SEGUIDILLAS DE FUERTEVENTURA
FUERTEVENTURA
Análisis musical.
Las seguidillas majoreras son alegres y vivas. Son una canción tonal que normalmente se interpreta en re mayor y la mayor, existiendo una modulación entre ambas tonalidades en el ecuador de la copla. Las melodías vocales son sobrias y poco propensas al ornamento y al melisma. Algo muy parecido ocurrirá con las melodías instrumentales. El esquema armónico es (I - V) - I modulación a 4ª descendente (I - V) - I modulación a 4ª ascendente (I - V) - I. El compás es de 4 + 2/4. El tempo suele estar entre los 170 bpm y los 200 bpm.
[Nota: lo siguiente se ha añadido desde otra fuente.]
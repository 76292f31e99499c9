// Copyright (c) 2024-2026 Martin Schröder <info@swedishembedded.com>
//
// SPDX-License-Identifier: Apache-2.0
use std::sync::Arc;

use engram_config::RetryConfig;
use engram_model::{chat_with_policy, LlmClient, Message};
use engram_store::{SearchHit, SessionStore};
use serde_json::Value;
use tracing::{debug, warn};

use crate::error::MemoryError;
use crate::session::Session;

/// Candidate multiplier: fetch K = 3 × limit from FTS before re-ranking.
const CANDIDATE_MULTIPLIER: usize = 3;

const RERANK_PROMPT: &str =
    "You are a relevance ranker. Given a query and a numbered list of candidate messages, \
     score each candidate's relevance to the query from 0.0 to 1.0. Respond ONLY with a \
     JSON array of objects of the form {\"index\": <candidate number>, \"score\": <0.0-1.0>}.";

/// One ranked recall result.
#[derive(Debug, Clone)]
pub struct RecallHit {
    pub message_id: i64,
    pub message: Message,
    pub score: f64,
}

/// Semantic recall: BM25 candidate retrieval, optional LLM re-ranking, and
/// token-budgeted promotion back into the live prompt.
pub struct RecallPipeline {
    store: Arc<SessionStore>,
    llm: Option<Arc<dyn LlmClient>>,
    retry: RetryConfig,
}

impl std::fmt::Debug for RecallPipeline {
    fn fmt(&self, f: &mut std::fmt::Formatter<'_>) -> std::fmt::Result {
        f.debug_struct("RecallPipeline")
            .field("retry", &self.retry)
            .finish_non_exhaustive()
    }
}

impl RecallPipeline {
    pub fn new(
        store: Arc<SessionStore>,
        llm: Option<Arc<dyn LlmClient>>,
        retry: RetryConfig,
    ) -> Self {
        Self { store, llm, retry }
    }

    /// Search the session's swap.  With `promote`, the top hits enter the
    /// promoted context; all of them or none, gated by the token budget.
    pub async fn search(
        &self,
        session: &Session,
        query: &str,
        limit: usize,
        promote: bool,
    ) -> Result<Vec<RecallHit>, MemoryError> {
        if query.trim().is_empty() || limit == 0 {
            return Ok(Vec::new());
        }
        let k = limit.saturating_mul(CANDIDATE_MULTIPLIER).max(limit);
        let candidates = self.store.search_fts(&session.id, query, k).await?;
        if candidates.is_empty() {
            return Ok(Vec::new());
        }

        let ranked = self.rerank(query, candidates).await;
        let top: Vec<RecallHit> = ranked.into_iter().take(limit).collect();

        if promote {
            let messages: Vec<Message> = top.iter().map(|h| h.message.clone()).collect();
            session.memory.lock().await.promote(messages)?;
        }
        Ok(top)
    }

    /// A raw chronological slice of swap (for `recall_conversation`).
    pub async fn slice(
        &self,
        session_id: &str,
        offset: usize,
        limit: usize,
    ) -> Result<Vec<Message>, MemoryError> {
        let stored = self
            .store
            .load_messages(session_id, Some(limit), Some(offset))
            .await?;
        Ok(stored.into_iter().map(|m| m.message).collect())
    }

    /// Re-rank candidates with the LLM when one is configured.  Any failure
    /// (no LLM, transport error, malformed JSON) falls back to BM25 order.
    /// Ties and unscored candidates keep their BM25 relative order.
    async fn rerank(&self, query: &str, candidates: Vec<SearchHit>) -> Vec<RecallHit> {
        let n = candidates.len();
        let mut hits: Vec<RecallHit> = candidates
            .into_iter()
            .enumerate()
            .map(|(i, h)| RecallHit {
                message_id: h.message_id,
                message: h.message,
                // Positional score so BM25 order survives a fallback.
                score: 1.0 - i as f64 / n as f64,
            })
            .collect();

        let Some(llm) = &self.llm else {
            return hits;
        };

        let listing = hits
            .iter()
            .enumerate()
            .map(|(i, h)| {
                let head: String = h.message.content.chars().take(300).collect();
                format!("[{i}] {head}")
            })
            .collect::<Vec<_>>()
            .join("\n");
        let request = vec![
            Message::system(RERANK_PROMPT),
            Message::user(format!("Query: {query}\n\nCandidates:\n{listing}")),
        ];

        let response = match chat_with_policy(llm.as_ref(), &self.retry, &request, &[]).await {
            Ok(r) => r,
            Err(e) => {
                warn!(error = %e, "re-ranking failed; keeping BM25 order");
                return hits;
            }
        };

        match parse_rerank_scores(&response.content, n) {
            Some(scores) => {
                for (index, score) in scores {
                    hits[index].score = score;
                }
                // Stable sort: equal scores keep BM25 order.
                hits.sort_by(|a, b| {
                    b.score
                        .partial_cmp(&a.score)
                        .unwrap_or(std::cmp::Ordering::Equal)
                });
                hits
            }
            None => {
                debug!("re-ranker output unparseable; keeping BM25 order");
                hits
            }
        }
    }
}

/// Extract `{index, score}` pairs from the model's reply.
///
/// Lenient by design: scans for the outermost JSON array, skips malformed
/// items and out-of-range indexes, and returns `None` only when nothing
/// usable is found (callers then keep the BM25 order).
fn parse_rerank_scores(text: &str, candidate_count: usize) -> Option<Vec<(usize, f64)>> {
    let start = text.find('[')?;
    let end = text.rfind(']')?;
    if end <= start {
        return None;
    }
    let parsed: Value = serde_json::from_str(&text[start..=end]).ok()?;
    let items = parsed.as_array()?;
    let scores: Vec<(usize, f64)> = items
        .iter()
        .filter_map(|item| {
            let index = item.get("index")?.as_u64()? as usize;
            let score = item.get("score")?.as_f64()?;
            (index < candidate_count).then_some((index, score))
        })
        .collect();
    if scores.is_empty() {
        None
    } else {
        Some(scores)
    }
}

// ─── Unit tests ──────────────────────────────────────────────────────────────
La organización formal es muy sencilla, ya que es una sucesión de coplas precedida por una introducción instrumental. La textura es heterofónica, es decir, cada actor del ensamble tiende a hacer una figuración métrica distinta. No se observa polifonía con la salvedad del cuerpo de púas en versiones recientes. El acompañamiento instrumental lo desempeñan laúdes, bandurrias, mandolinas y violín, mientras que el armónico queda a cargo de guitarras, timples y contras. Pandereta y lapas forman la sección de percusión. La parte vocal es puramente solista y, dado que no hay solapamiento entre coplas, no existe polifonía. El texto se distribuye en cuatro versos heptasílabos y pentasílabos dispuestos de manera alterna con rima A B A B o A B C B.
Historia.
Como figura poético-musical, las seguidillas parecen tener su origen a finales de la Edad Media, de ahí su presencia en códices como el Cancionero de Palacio de los Reyes Católicos. Sin embargo, será en los siglos XVII y XVIII que se consolidará como canción popular y danza española, extendiéndose por toda la Península Ibérica y adoptando diferentes variantes regionales en territorios como La Mancha, Andalucía, Murcia, Canarias e Hispanoamérica. Tal fue su popularidad, que una vez más este género trasciende el ámbito popular para incorporarse al académico en forma de entremeses y tonadillas escénicas, y canciones y arias de zarzuela y ópera. En Canarias este género goza de tal aceptación y difusión que incluso en la actualidad se conserva una decena de variantes musicalmente bien diferenciadas. Las particularidades de cada subgénero están contempladas en el análisis musical de cada versión. A finales del siglo XIX son abrazadas por el compositor Teobaldo Power, imbuido por la corriente estética del Romanticismo Nacionalista a través de su célebre obra Cantos Canarios (1880). Más adelante, durante la dictadura, son ampliamente representadas en los concursos y certámenes de Coros y Danzas organizados por la Sección Femenina de la Falange y el aparato propagandístico del régimen, siendo habitual su adición a otros géneros de carácter contrastante, como las folías o el tajaraste. Son de obligada mención las seguidillas de "el salinero" Víctor Fernández Gopar en la isla de Lanzarote, un trabajador de las salinas que se sirve de esta añeja figura estrófica para plasmar su inconformidad ante los terribles atropellos e injusticias de la burguesía conejera para con las clases humildes. Un claro ejemplo de cómo arquetipos asimilados por un determinado nicho social pueden y suelen adaptarse a nuevas necesidades y contextos.
Apunte antropológico.
Las seguidillas pertenecen al folklore festivo, es decir, aquel cuyo paradigma sirve al propósito de la diversión y de las relaciones sociales. En una clara similitud con las versiones ibéricas, las seguidillas canarias acostumbran a destinar el texto a multitud de temas, destacando por encima de todos la función amorosa y la controversia hombre-mujer. Tal y como hemos visto en el apunte histórico, las seguidillas también han servido como vehículo para el nacionalismo o la reivindicación, si bien parecen ser exabruptos dentro del devenir general del género.